Irakli Meskhia

Personal information
- Full name: Irakli Heorhiyevych Meskhia
- Date of birth: 7 January 1993 (age 33)
- Place of birth: Gali, Georgia
- Height: 1.83 m (6 ft 0 in)
- Position: Midfielder

Team information
- Current team: Łysica Bodzentyn
- Number: 14

Youth career
- 2009: Obolon Kyiv

Senior career*
- Years: Team / Apps / (Gls)
- 2009–2013: Obolon Kyiv / 12 / (1)
- 2012: → FC Obolon-2 Kyiv (loan) / 10 / (0)
- 2013: Metalist Kharkiv / 0 / (0)
- 2013: Zestaponi / 8 / (0)
- 2014: Karkonosze Jelenia Góra / 2 / (1)
- 2014–2016: Stomil Olsztyn / 23 / (4)
- 2016–2017: Chojniczanka Chojnice / 12 / (1)
- 2017–2018: Wisła Puławy / 13 / (1)
- 2018: Motor Lublin / 10 / (1)
- 2022: Sokil Kinchesh / 1 / (0)
- 2023: Łysica Bodzentyn / 10 / (3)
- 2024: Spartakus Daleszyce / 12 / (2)
- 2024–: Łysica Bodzentyn / 4 / (0)

International career
- 2012: Ukraine U19 / 4 / (0)
- 2013: Ukraine U21 / 5 / (1)

= Irakli Meskhia =

Ukrainian footballer

Irakli Heorhiyevych Meskhia (Іраклі Георгієвич Месхія; ირაკლი მესხია; born 7 January 1993) is a professional footballer who plays as a midfielder for Polish club Łysica Bodzentyn. Born in Georgia, he has represented Ukraine at youth level.

Meskhia is a product of youth team systems of Obolon Kyiv.

Made his debut for Obolon entering as a substituted player in game against Metalurh Donetsk on 24 March 2012 in Ukrainian Premier League.

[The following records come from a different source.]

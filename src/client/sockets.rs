//! Channel lifecycle: connect and page unload.
//!
//! The first channel opened for a page starts a fresh physical connection;
//! later channels on the same page multiplex over it. Channels are opened
//! with autostart disabled so the session cookies ride along on the
//! handshake, then connected explicitly.

// ============================================================================
// Imports
// ============================================================================

use std::sync::Arc;
use std::time::Duration;

use serde_json::Value;
use tracing::{debug, info, warn};

use crate::action::{ActionKind, ConnectAction, Outcome};
use crate::error::{Error, Result};
use crate::identifiers::PageId;
use crate::session::{SocketChannel, close_channels};
use crate::transport::{Channel, ChannelConfig, EVENT_CONNECT, EVENT_CONNECT_ERROR};

use super::Client;
use super::race::{EventRace, RaceOutcome};

// ============================================================================
// PendingChannel
// ============================================================================

/// A channel opened but not yet connected or recorded.
pub(crate) struct PendingChannel {
    /// Page the channel belongs to.
    page_id: PageId,
    /// Namespace key.
    namespace: String,
    /// Options it was opened with.
    config: ChannelConfig,
    /// Transport handle.
    pub(crate) handle: Arc<dyn Channel>,
}

// ============================================================================
// Client - Sockets
// ============================================================================

impl Client {
    /// Handles `channel-connect`.
    pub(crate) async fn connect(&self, action: ConnectAction) -> Result<Outcome> {
        let namespace = self.namespace_or_default(action.namespace);
        let limit = self.effective_timeout(action.timeout.as_ref());

        let pending = self.open_channel(ActionKind::ChannelConnect, &namespace)?;
        self.establish(pending, limit).await?;

        Ok(Outcome::Connected(namespace))
    }

    /// Handles `page-unload`.
    pub(crate) fn unload_page(&self) {
        let stale = self.inner.session.lock().unload();
        let closed = stale.len();
        close_channels(stale);
        info!(channels = closed, "Page unloaded");
    }

    /// Opens a channel for `namespace` on the current page without connecting it.
    pub(crate) fn open_channel(&self, kind: ActionKind, namespace: &str) -> Result<PendingChannel> {
        let (page_id, first) = {
            let session = self.inner.session.lock();
            let page = session.require_page(kind.as_str())?;
            (page.id, page.channels.is_empty())
        };

        let config = ChannelConfig {
            force_new: first,
            auto_connect: false,
            cookie: self.inner.cookies.header_value(),
        };
        let url = self.resolve_url(namespace)?;

        debug!(
            namespace = %namespace,
            force_new = config.force_new,
            page = %page_id,
            "Opening channel"
        );
        let handle = self.inner.transport.open(&url, &config)?;

        Ok(PendingChannel {
            page_id,
            namespace: namespace.to_string(),
            config,
            handle,
        })
    }

    /// Connects a pending channel and records it on its page.
    ///
    /// A failed or timed-out attempt disconnects the channel and records nothing.
    pub(crate) async fn establish(&self, pending: PendingChannel, limit: Duration) -> Result<()> {
        let race = EventRace::install(&pending.handle, &[EVENT_CONNECT, EVENT_CONNECT_ERROR]);
        pending.handle.connect();

        let result = if pending.handle.is_connected() {
            drop(race);
            Ok(())
        } else {
            let outcome = race
                .run(limit, |event, args| {
                    Some(if event == EVENT_CONNECT {
                        Ok(())
                    } else {
                        Err(describe_error(&args))
                    })
                })
                .await;

            match outcome {
                RaceOutcome::Resolved(Ok(())) => Ok(()),
                RaceOutcome::Resolved(Err(message)) => {
                    Err(Error::connect_failed(&pending.namespace, message))
                }
                RaceOutcome::Elapsed => Err(Error::connect_timeout(
                    &pending.namespace,
                    millis(limit),
                )),
            }
        };

        if let Err(e) = result {
            warn!(namespace = %pending.namespace, error = %e, "Channel connect failed");
            pending.handle.disconnect();
            return Err(e);
        }

        self.record_channel(pending)
    }

    fn record_channel(&self, pending: PendingChannel) -> Result<()> {
        let rejected = {
            let mut session = self.inner.session.lock();
            match session.page.as_mut() {
                Some(page) if page.id == pending.page_id => {
                    info!(namespace = %pending.namespace, page = %page.id, "Channel connected");
                    page.channels.insert(
                        pending.namespace.clone(),
                        SocketChannel {
                            namespace: pending.namespace,
                            config: pending.config,
                            handle: pending.handle,
                        },
                    );
                    None
                }
                _ => Some(pending),
            }
        };

        match rejected {
            None => Ok(()),
            Some(pending) => {
                warn!(namespace = %pending.namespace, "Page changed during connect");
                pending.handle.disconnect();
                Err(Error::no_page_loaded(ActionKind::ChannelConnect.as_str()))
            }
        }
    }
}

// ============================================================================
// Helpers
// ============================================================================

/// Renders `connect_error` arguments as a message.
fn describe_error(args: &[Value]) -> String {
    match args.first() {
        Some(Value::String(message)) => message.clone(),
        Some(other) => other.to_string(),
        None => "connection refused".to_string(),
    }
}

/// Converts a duration to whole milliseconds for error reports.
pub(crate) fn millis(duration: Duration) -> u64 {
    u64::try_from(duration.as_millis()).unwrap_or(u64::MAX)
}

// ============================================================================
// Tests
// ============================================================================
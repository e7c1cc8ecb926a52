//! Per-channel listener registry.
//!
//! Shared by every [`Channel`](super::Channel) implementation. Listeners are
//! invoked outside the registry lock, so a listener may register or remove
//! listeners without deadlocking.

// ============================================================================
// Imports
// ============================================================================

use parking_lot::Mutex;
use rustc_hash::FxHashMap;
use serde_json::Value;
use tracing::trace;

use crate::identifiers::ListenerId;

use super::Listener;

// ============================================================================
// ListenerRegistry
// ============================================================================

/// Listeners keyed by event type.
#[derive(Default)]
pub struct ListenerRegistry {
    listeners: Mutex<FxHashMap<String, Vec<(ListenerId, Listener)>>>,
}

impl ListenerRegistry {
    /// Creates an empty registry.
    #[inline]
    #[must_use]
    pub fn new() -> Self {
        Self::default()
    }

    /// Registers a listener for `event`.
    pub fn add(&self, event: &str, listener: Listener) -> ListenerId {
        let id = ListenerId::next();
        self.listeners
            .lock()
            .entry(event.to_string())
            .or_default()
            .push((id, listener));
        trace!(event, %id, "Listener added");
        id
    }

    /// Removes a listener. Returns `true` if it was registered.
    pub fn remove(&self, event: &str, id: ListenerId) -> bool {
        let mut listeners = self.listeners.lock();
        let Some(entries) = listeners.get_mut(event) else {
            return false;
        };

        let before = entries.len();
        entries.retain(|(entry_id, _)| *entry_id != id);
        let removed = entries.len() != before;

        if entries.is_empty() {
            listeners.remove(event);
        }
        if removed {
            trace!(event, %id, "Listener removed");
        }
        removed
    }

    /// Invokes every listener registered for `event`.
    ///
    /// Returns the number of listeners invoked.
    pub fn dispatch(&self, event: &str, args: &[Value]) -> usize {
        let targets: Vec<Listener> = self
            .listeners
            .lock()
            .get(event)
            .map(|entries| entries.iter().map(|(_, l)| l.clone()).collect())
            .unwrap_or_default();

        for listener in &targets {
            listener(args);
        }
        targets.len()
    }

    /// Returns the total number of registered listeners.
    #[must_use]
    pub fn len(&self) -> usize {
        self.listeners.lock().values().map(Vec::len).sum()
    }

    /// Returns `true` if no listener is registered.
    #[must_use]
    pub fn is_empty(&self) -> bool {
        self.len() == 0
    }

    /// Returns the number of listeners registered for `event`.
    #[must_use]
    pub fn count(&self, event: &str) -> usize {
        self.listeners.lock().get(event).map_or(0, Vec::len)
    }
}

// ============================================================================
// Tests
// ============================================================================
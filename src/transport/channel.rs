//! Named-channel capability.
//!
//! A [`ChannelTransport`] opens one [`Channel`] per namespace. Channels on
//! the same origin may share one physical connection; [`ChannelConfig::force_new`]
//! asks the transport for a fresh one instead.
//!
//! # Lifecycle Events
//!
//! Besides application events, every channel dispatches these to listeners:
//!
//! | Event | Args |
//! |-------|------|
//! | [`EVENT_CONNECT`] | none |
//! | [`EVENT_CONNECT_ERROR`] | error description |
//! | [`EVENT_DISCONNECT`] | reason |

// ============================================================================
// Imports
// ============================================================================

use std::fmt;
use std::sync::Arc;

use serde_json::Value;
use url::Url;

use crate::error::Result;
use crate::identifiers::ListenerId;

// ============================================================================
// Constants
// ============================================================================

/// Dispatched once the namespace is connected.
pub const EVENT_CONNECT: &str = "connect";

/// Dispatched when the namespace or the underlying connection fails to connect.
pub const EVENT_CONNECT_ERROR: &str = "connect_error";

/// Dispatched when a connected namespace is closed.
pub const EVENT_DISCONNECT: &str = "disconnect";

// ============================================================================
// Types
// ============================================================================

/// Listener callback type.
///
/// Receives the event's argument sequence (event name excluded).
pub type Listener = Arc<dyn Fn(&[Value]) + Send + Sync>;

// ============================================================================
// ChannelState
// ============================================================================

/// Connection state of a channel.
#[derive(Debug, Clone, Copy, PartialEq, Eq, Hash)]
pub enum ChannelState {
    /// Opened with autostart disabled, `connect` not called yet.
    Idle,
    /// Connection attempt in progress.
    Connecting,
    /// Namespace connected.
    Connected,
    /// Connection attempt failed.
    Errored,
    /// Disconnected by either side.
    Closed,
}

impl fmt::Display for ChannelState {
    fn fmt(&self, f: &mut fmt::Formatter<'_>) -> fmt::Result {
        let name = match self {
            Self::Idle => "idle",
            Self::Connecting => "connecting",
            Self::Connected => "connected",
            Self::Errored => "errored",
            Self::Closed => "closed",
        };
        f.write_str(name)
    }
}

// ============================================================================
// ChannelConfig
// ============================================================================

/// Options passed to [`ChannelTransport::open`].
#[derive(Debug, Clone, Default, PartialEq, Eq)]
pub struct ChannelConfig {
    /// Start a new physical connection instead of multiplexing.
    pub force_new: bool,
    /// Connect immediately on open. The client always opens with `false`.
    pub auto_connect: bool,
    /// `Cookie` header value presented during the handshake.
    pub cookie: Option<String>,
}

// ============================================================================
// Channel
// ============================================================================

/// One namespace on a (possibly shared) connection.
pub trait Channel: Send + Sync {
    /// Returns the namespace this channel addresses.
    fn namespace(&self) -> &str;

    /// Returns the current connection state.
    fn state(&self) -> ChannelState;

    /// Returns `true` if the namespace is connected.
    fn is_connected(&self) -> bool {
        self.state() == ChannelState::Connected
    }

    /// Starts the connection attempt. Completion is reported through
    /// [`EVENT_CONNECT`] or [`EVENT_CONNECT_ERROR`].
    fn connect(&self);

    /// Closes the channel. Listeners stay registered.
    fn disconnect(&self);

    /// Sends an event. `args[0]` is the event name.
    ///
    /// Fire-and-forget: no acknowledgement is awaited.
    fn emit(&self, args: &[Value]) -> Result<()>;

    /// Registers a persistent listener for `event`.
    fn on(&self, event: &str, listener: Listener) -> ListenerId;

    /// Removes a listener. Returns `true` if it was registered.
    fn remove_listener(&self, event: &str, id: ListenerId) -> bool;
}

// ============================================================================
// ChannelTransport
// ============================================================================

/// Opens channels.
///
/// `url` carries the origin and, as its path, the namespace.
pub trait ChannelTransport: Send + Sync {
    /// Creates a channel without starting the connection unless
    /// `config.auto_connect` is set.
    fn open(&self, url: &Url, config: &ChannelConfig) -> Result<Arc<dyn Channel>>;
}

/// Returns the namespace a channel URL addresses.
///
/// The root path is the root namespace `""`.
#[must_use]
pub fn namespace_of(url: &Url) -> &str {
    match url.path() {
        "/" => "",
        path => path,
    }
}

// ============================================================================
// Tests
// ============================================================================
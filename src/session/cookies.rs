//! Session cookie store.
//!
//! The jar is shared by the HTTP executor and the channel handshake: every
//! HTTP hop reads and writes it, and every channel-connect copies its current
//! contents into the handshake `Cookie` header.
//!
//! A session talks to exactly one server, so cookies are keyed by name only;
//! `Domain` and `Path` attributes are ignored.

// ============================================================================
// Imports
// ============================================================================

use chrono::{DateTime, NaiveDateTime, Utc};
use parking_lot::Mutex;

// ============================================================================
// CookieJar
// ============================================================================

/// Cookie store owned by one session.
///
/// Insertion order is preserved so the generated `Cookie` header is stable.
#[derive(Debug, Default)]
pub struct CookieJar {
    cookies: Mutex<Vec<(String, String)>>,
}

impl CookieJar {
    /// Creates an empty jar.
    #[inline]
    #[must_use]
    pub fn new() -> Self {
        Self::default()
    }

    /// Sets a cookie, replacing any existing value with the same name.
    pub fn set(&self, name: impl Into<String>, value: impl Into<String>) {
        let name = name.into();
        let value = value.into();
        let mut cookies = self.cookies.lock();

        match cookies.iter_mut().find(|(n, _)| *n == name) {
            Some(entry) => entry.1 = value,
            None => cookies.push((name, value)),
        }
    }

    /// Returns the value of a cookie.
    #[must_use]
    pub fn get(&self, name: &str) -> Option<String> {
        self.cookies
            .lock()
            .iter()
            .find(|(n, _)| n == name)
            .map(|(_, v)| v.clone())
    }

    /// Removes a cookie. Returns `true` if it existed.
    pub fn remove(&self, name: &str) -> bool {
        let mut cookies = self.cookies.lock();
        let before = cookies.len();
        cookies.retain(|(n, _)| n != name);
        cookies.len() != before
    }

    /// Removes all cookies.
    pub fn clear(&self) {
        self.cookies.lock().clear();
    }

    /// Returns the number of cookies.
    #[inline]
    #[must_use]
    pub fn len(&self) -> usize {
        self.cookies.lock().len()
    }

    /// Returns `true` if the jar holds no cookies.
    #[inline]
    #[must_use]
    pub fn is_empty(&self) -> bool {
        self.cookies.lock().is_empty()
    }

    /// Returns a copy of all cookies in insertion order.
    #[must_use]
    pub fn snapshot(&self) -> Vec<(String, String)> {
        self.cookies.lock().clone()
    }

    /// Renders the jar as a `Cookie` request header value.
    ///
    /// Returns `None` when the jar is empty.
    #[must_use]
    pub fn header_value(&self) -> Option<String> {
        let cookies = self.cookies.lock();
        if cookies.is_empty() {
            return None;
        }

        let header = cookies
            .iter()
            .map(|(name, value)| format!("{name}={value}"))
            .collect::<Vec<_>>()
            .join("; ");

        Some(header)
    }

    /// Applies one `Set-Cookie` response header.
    ///
    /// A `Max-Age` of zero or less, or an `Expires` date that is not in the
    /// future, deletes the cookie. `Max-Age` wins when both are present.
    /// Malformed headers (no `=` in the first pair, empty name) are ignored.
    pub fn store_set_cookie(&self, header: &str) {
        let mut parts = header.split(';');

        let Some((name, value)) = parts.next().and_then(|pair| pair.split_once('=')) else {
            return;
        };
        let name = name.trim();
        if name.is_empty() {
            return;
        }

        let mut max_age = None;
        let mut expires = None;
        for (key, val) in parts.filter_map(|attr| attr.split_once('=')) {
            let key = key.trim();
            if key.eq_ignore_ascii_case("max-age") {
                max_age = val.trim().parse::<i64>().ok();
            } else if key.eq_ignore_ascii_case("expires") {
                expires = parse_cookie_date(val.trim());
            }
        }

        let expired = match (max_age, expires) {
            (Some(age), _) => age <= 0,
            (None, Some(at)) => at <= Utc::now(),
            (None, None) => false,
        };

        if expired {
            self.remove(name);
        } else {
            self.set(name, value.trim().trim_matches('"'));
        }
    }
}

/// Parses an `Expires` attribute.
///
/// Accepts the IMF-fixdate form (`Thu, 01 Jan 1970 00:00:00 GMT`) and the
/// dashed legacy form (`Thursday, 01-Jan-70 00:00:00 GMT`).
fn parse_cookie_date(value: &str) -> Option<DateTime<Utc>> {
    if let Ok(at) = DateTime::parse_from_rfc2822(value) {
        return Some(at.with_timezone(&Utc));
    }

    ["%a, %d-%b-%Y %H:%M:%S GMT", "%A, %d-%b-%y %H:%M:%S GMT"]
        .iter()
        .find_map(|format| NaiveDateTime::parse_from_str(value, format).ok())
        .map(|naive| naive.and_utc())
}

// ============================================================================
// Tests
// ============================================================================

In January 2013 he signed half-year on loan deal with the Ukrainian Premier League club FC Hoverla, but not played for this team.

On 17 July 2018, he signed a contract with Motor Lublin. On 20 December 2018, his contract was terminated by mutual agreement.